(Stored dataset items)
*** Block opens ***
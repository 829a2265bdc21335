//! Shared classification of pool and Diesel failures.
//!
//! Adapters turn a [`DbFailure`] into their port's error type, so every
//! repository logs and buckets database errors the same way.

use diesel::result::{DatabaseErrorKind, Error as DieselError};
use tracing::debug;

use super::pool::PoolError;

/// Database failure bucketed by how callers should react.
#[derive(Debug, Clone, PartialEq, Eq)]
pub(crate) enum DbFailure {
    /// The database could not be reached.
    Connection(String),
    /// A unique constraint rejected the write.
    UniqueViolation(String),
    /// Anything else.
    Query(String),
}

pub(crate) fn classify_pool_error(error: PoolError) -> DbFailure {
    match error {
        PoolError::Checkout { message } | PoolError::Build { message } => {
            DbFailure::Connection(message)
        }
    }
}

pub(crate) fn classify_diesel_error(error: DieselError) -> DbFailure {
    match &error {
        DieselError::DatabaseError(kind, info) => {
            debug!(?kind, message = info.message(), "diesel operation failed");
        }
        _ => debug!(
            error_type = %std::any::type_name_of_val(&error),
            "diesel operation failed"
        ),
    }

    match error {
        DieselError::NotFound => DbFailure::Query("record not found".to_owned()),
        DieselError::QueryBuilderError(_) => DbFailure::Query("database query error".to_owned()),
        DieselError::DatabaseError(DatabaseErrorKind::UniqueViolation, info) => {
            DbFailure::UniqueViolation(info.constraint_name().unwrap_or("unique").to_owned())
        }
        DieselError::DatabaseError(DatabaseErrorKind::ClosedConnection, _) => {
            DbFailure::Connection("database connection error".to_owned())
        }
        _ => DbFailure::Query("database error".to_owned()),
    }
}
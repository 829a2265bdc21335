//! PostgreSQL-backed `AccountStore`.

use async_trait::async_trait;
use diesel::prelude::*;
use diesel_async::RunQueryDsl;

use crate::domain::ports::{AccountStore, AccountStoreError};
use crate::domain::{Account, AccountId, Credentials, Registration, Username};
use crate::outbound::password::{StoredPassword, hash_blocking, verify_blocking};

use super::error_mapping::{DbFailure, classify_diesel_error, classify_pool_error};
use super::models::{AccountRow, NewAccountRow};
use super::pool::DbPool;
use super::schema::accounts;

/// Diesel implementation of the account store.
#[derive(Clone)]
pub struct DieselAccountStore {
    pool: DbPool,
}

impl DieselAccountStore {
    /// Create a store over a connection pool.
    pub fn new(pool: DbPool) -> Self {
        Self { pool }
    }
}

fn map_failure(failure: DbFailure) -> AccountStoreError {
    match failure {
        DbFailure::Connection(message) => AccountStoreError::connection(message),
        DbFailure::UniqueViolation(constraint) => {
            AccountStoreError::query(format!("unexpected unique violation on {constraint}"))
        }
        DbFailure::Query(message) => AccountStoreError::query(message),
    }
}

fn account_from_row(row: AccountRow) -> Result<Account, AccountStoreError> {
    let username = Username::new(&row.username).map_err(|err| {
        AccountStoreError::query(format!("stored username for {} invalid: {err}", row.id))
    })?;
    Ok(Account {
        id: AccountId::from_uuid(row.id),
        username,
    })
}

#[async_trait]
impl AccountStore for DieselAccountStore {
    async fn create_account(
        &self,
        registration: &Registration,
    ) -> Result<Account, AccountStoreError> {
        let password = hash_blocking(registration.password())
            .await
            .map_err(|err| AccountStoreError::query(err.to_string()))?;
        let id = AccountId::random();
        let username = registration.username().as_ref();
        let row = NewAccountRow {
            id: *id.as_uuid(),
            username,
            password_hash: password.as_str(),
        };

        let mut conn = self
            .pool
            .get()
            .await
            .map_err(|err| map_failure(classify_pool_error(err)))?;
        let inserted = diesel::insert_into(accounts::table)
            .values(&row)
            .execute(&mut conn)
            .await;

        match inserted.map_err(classify_diesel_error) {
            Ok(_) => Ok(Account {
                id,
                username: registration.username().clone(),
            }),
            Err(DbFailure::UniqueViolation(_)) => {
                Err(AccountStoreError::duplicate_username(username))
            }
            Err(other) => Err(map_failure(other)),
        }
    }

    async fn verify_credentials(
        &self,
        credentials: &Credentials,
    ) -> Result<Option<Account>, AccountStoreError> {
        let mut conn = self
            .pool
            .get()
            .await
            .map_err(|err| map_failure(classify_pool_error(err)))?;
        let row: Option<AccountRow> = accounts::table
            .filter(accounts::username.eq(credentials.username()))
            .select(AccountRow::as_select())
            .first(&mut conn)
            .await
            .optional()
            .map_err(|err| map_failure(classify_diesel_error(err)))?;

        let Some(row) = row else {
            return Ok(None);
        };
        let stored = StoredPassword::from_phc(row.password_hash.clone());
        let matches = verify_blocking(stored, credentials.password())
            .await
            .map_err(|err| AccountStoreError::query(err.to_string()))?;
        if !matches {
            return Ok(None);
        }
        account_from_row(row).map(Some)
    }
}

#[cfg(test)]
mod tests {
    use super::*;
    use rstest::rstest;
    use uuid::Uuid;

    #[rstest]
    fn rows_with_valid_usernames_convert() {
        let row = AccountRow {
            id: Uuid::new_v4(),
            username: "alice".to_owned(),
            password_hash: String::new(),
        };
        let account = account_from_row(row).expect("valid row");
        assert_eq!(account.username.as_ref(), "alice");
    }

    #[rstest]
    fn pool_failures_are_connection_errors() {
        let err = map_failure(DbFailure::Connection("refused".to_owned()));
        assert_eq!(err, AccountStoreError::connection("refused"));
    }
}
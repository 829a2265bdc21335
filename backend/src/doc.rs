//! OpenAPI documentation configuration.
//!
//! [`ApiDoc`] registers every ledger, account and health endpoint together
//! with the schema mirrors from [`crate::inbound::http::schemas`]. Swagger UI
//! serves it in debug builds.

use crate::inbound::http::accounts::{AccountResponse, CredentialsRequest};
use crate::inbound::http::schemas::{ErrorCodeSchema, ErrorSchema};
use crate::inbound::http::water::{
    AddIntakeRequest, AmountRequest, DailyRecordResponse, GoalRequest, LedgerEntryResponse,
    ResetResponse,
};
use utoipa::openapi::security::{ApiKey, ApiKeyValue, SecurityScheme};
use utoipa::{Modify, OpenApi};

/// Enrich the generated document with the session cookie security scheme.
struct SecurityAddon;

impl Modify for SecurityAddon {
    fn modify(&self, openapi: &mut utoipa::openapi::OpenApi) {
        let components = openapi
            .components
            .get_or_insert_with(utoipa::openapi::Components::default);

        components.add_security_scheme(
            "SessionCookie",
            SecurityScheme::ApiKey(ApiKey::Cookie(ApiKeyValue::with_description(
                "session",
                "Session cookie issued by POST /api/v1/auth/signin or /api/v1/auth/signup.",
            ))),
        );
    }
}

/// OpenAPI document for the REST API.
#[derive(OpenApi)]
#[openapi(
    modifiers(&SecurityAddon),
    info(
        title = "Waterlog API",
        description = "Daily water intake ledger with session-authenticated accounts."
    ),
    servers(
        (url = "/", description = "Relative to the deployment base URL")
    ),
    security(("SessionCookie" = [])),
    paths(
        crate::inbound::http::water::today,
        crate::inbound::http::water::add_intake,
        crate::inbound::http::water::set_goal,
        crate::inbound::http::water::set_amount_for_date,
        crate::inbound::http::water::set_amount_by_id,
        crate::inbound::http::water::remove_entry,
        crate::inbound::http::water::remove_amount,
        crate::inbound::http::water::reset_today,
        crate::inbound::http::water::recent_history,
        crate::inbound::http::water::all_history,
        crate::inbound::http::accounts::sign_up,
        crate::inbound::http::accounts::sign_in,
        crate::inbound::http::accounts::sign_out,
        crate::inbound::http::health::ready,
        crate::inbound::http::health::live,
    ),
    components(schemas(
        ErrorSchema,
        ErrorCodeSchema,
        AddIntakeRequest,
        AmountRequest,
        GoalRequest,
        LedgerEntryResponse,
        DailyRecordResponse,
        ResetResponse,
        CredentialsRequest,
        AccountResponse,
    )),
    tags(
        (name = "water", description = "Daily intake ledger"),
        (name = "auth", description = "Accounts and sessions"),
        (name = "health", description = "Endpoints for health checks")
    )
)]
pub struct ApiDoc;
//! Waterlog backend library: the daily water ledger, its HTTP surface and
//! its storage adapters.

pub mod doc;
pub mod domain;
pub mod inbound;
pub mod middleware;
pub mod outbound;
pub mod settings;
#[cfg(any(test, feature = "test-support"))]
pub mod test_support;

/// Public OpenAPI surface used by Swagger UI and tooling.
pub use doc::ApiDoc;
pub use domain::TraceId;
pub use middleware::Trace;
//! Argon2id password hashes shared by account store adapters.
//!
//! Hashes are stored as PHC strings, so the salt and cost parameters travel
//! with the hash. Hashing and verification are CPU-bound and run on the
//! blocking pool.

use argon2::password_hash::SaltString;
use argon2::{Argon2, PasswordHash, PasswordHasher, PasswordVerifier};
use rand::Rng;
use zeroize::Zeroizing;

const SALT_LEN: usize = 16;

/// Failures while producing a password hash.
#[derive(Debug, thiserror::Error)]
pub enum PasswordError {
    /// The hasher rejected its input or parameters.
    #[error("password hashing failed: {message}")]
    Hash {
        /// Hasher error text.
        message: String,
    },
    /// The blocking task did not complete.
    #[error("password hashing task failed: {0}")]
    Task(#[from] tokio::task::JoinError),
}

/// PHC-encoded argon2id hash.
#[derive(Debug, Clone, PartialEq, Eq)]
pub struct StoredPassword(String);

impl StoredPassword {
    /// Hash `password` under a fresh random salt.
    ///
    /// # Errors
    ///
    /// Returns [`PasswordError::Hash`] when the salt or hash cannot be encoded.
    pub fn hash(password: &str) -> Result<Self, PasswordError> {
        let mut salt = [0_u8; SALT_LEN];
        rand::thread_rng().fill(&mut salt);
        let salt = SaltString::encode_b64(&salt).map_err(hash_error)?;
        let hash = Argon2::default()
            .hash_password(password.as_bytes(), &salt)
            .map_err(hash_error)?;
        Ok(Self(hash.to_string()))
    }

    /// Wrap a PHC string read from storage.
    #[must_use]
    pub const fn from_phc(phc: String) -> Self {
        Self(phc)
    }

    /// The PHC string to persist.
    #[must_use]
    pub fn as_str(&self) -> &str {
        &self.0
    }

    /// Whether `password` matches. Unparseable stored hashes never match.
    #[must_use]
    pub fn verify(&self, password: &str) -> bool {
        PasswordHash::new(&self.0).is_ok_and(|parsed| {
            Argon2::default()
                .verify_password(password.as_bytes(), &parsed)
                .is_ok()
        })
    }
}

fn hash_error(error: argon2::password_hash::Error) -> PasswordError {
    PasswordError::Hash {
        message: error.to_string(),
    }
}

/// Hash `password` on the blocking pool.
///
/// # Errors
///
/// Propagates hashing failures and task join failures.
pub async fn hash_blocking(password: &str) -> Result<StoredPassword, PasswordError> {
    let password = Zeroizing::new(password.to_owned());
    tokio::task::spawn_blocking(move || StoredPassword::hash(&password)).await?
}

/// Verify `password` against `stored` on the blocking pool.
///
/// # Errors
///
/// Returns [`PasswordError::Task`] when the blocking task does not complete.
pub async fn verify_blocking(
    stored: StoredPassword,
    password: &str,
) -> Result<bool, PasswordError> {
    let password = Zeroizing::new(password.to_owned());
    Ok(tokio::task::spawn_blocking(move || stored.verify(&password)).await?)
}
*** Block closes ***
Given the data above, transcribe exactly the lines from the one containing "hashes never match." down to the one containing "pub async fn hash_blocking(password: &str)", and no others.

    /// Whether `password` matches. Unparseable stored hashes never match.
    #[must_use]
    pub fn verify(&self, password: &str) -> bool {
        PasswordHash::new(&self.0).is_ok_and(|parsed| {
            Argon2::default()
                .verify_password(password.as_bytes(), &parsed)
                .is_ok()
        })
    }
}

fn hash_error(error: argon2::password_hash::Error) -> PasswordError {
    PasswordError::Hash {
        message: error.to_string(),
    }
}

/// Hash `password` on the blocking pool.
///
/// # Errors
///
/// Propagates hashing failures and task join failures.
pub async fn hash_blocking(password: &str) -> Result<StoredPassword, PasswordError> {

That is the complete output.